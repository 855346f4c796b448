//! Host-process side of the workspace: floating pane windows and the
//! [`LayoutBridge`](quire_bridge::LayoutBridge) implementation that serves
//! the workspace UI.

pub mod platform;
pub mod registry;
mod service;
pub mod target;

pub use platform::headless::HeadlessBackend;
pub use platform::{FloatingWindowSpec, WatchHandle, WindowBackend, WindowEvent, WindowId};
pub use registry::{FloatingGeometry, FloatingPaneRegistry};
pub use service::HostService;
pub use target::{floating_target_url, parse_floating_target};
//! Layout calculation: recursive tree-to-rect computation.

use quire_common::{LayoutPaneId, Rect};

use crate::tree::{SplitDirection, SplitNode};

use super::LayoutEngine;

impl LayoutEngine {
    pub fn compute(&self, root: &SplitNode, bounds: Rect) -> Vec<(LayoutPaneId, Rect)> {
        let pad = self.outer_padding as f64;
        let inner = Rect {
            x: bounds.x + pad,
            y: bounds.y + pad,
            width: (bounds.width - 2.0 * pad).max(0.0),
            height: (bounds.height - 2.0 * pad).max(0.0),
        };
        let mut results = Vec::new();
        self.layout_node(root, inner, &mut results);
        results
    }

    fn layout_node(&self, node: &SplitNode, bounds: Rect, out: &mut Vec<(LayoutPaneId, Rect)>) {
        match node {
            SplitNode::Leaf(pane) => {
                out.push((*pane, bounds));
            }
            SplitNode::Split {
                direction,
                split_percentage,
                first,
                second,
            } => {
                let gap = self.gap as f64;
                let ratio = split_percentage / 100.0;
                let (a, b) = match direction {
                    SplitDirection::Row => {
                        let available_width = (bounds.width - gap).max(0.0);
                        let w1 = available_width * ratio;
                        let w2 = (available_width - w1).max(0.0);
                        (
                            Rect::new(bounds.x, bounds.y, w1, bounds.height),
                            Rect::new(bounds.x + w1 + gap, bounds.y, w2, bounds.height),
                        )
                    }
                    SplitDirection::Column => {
                        let available_height = (bounds.height - gap).max(0.0);
                        let h1 = available_height * ratio;
                        let h2 = (available_height - h1).max(0.0);
                        (
                            Rect::new(bounds.x, bounds.y, bounds.width, h1),
                            Rect::new(bounds.x, bounds.y + h1 + gap, bounds.width, h2),
                        )
                    }
                };
                self.layout_node(first, a, out);
                self.layout_node(second, b, out);
            }
        }
    }
}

■ ■ ■

**Work instructions**
Go through the records above and copy every line holding the word "root".

**Your solution**
    pub fn compute(&self, root: &SplitNode, bounds: Rect) -> Vec<(LayoutPaneId, Rect)> {
        self.layout_node(root, inner, &mut results);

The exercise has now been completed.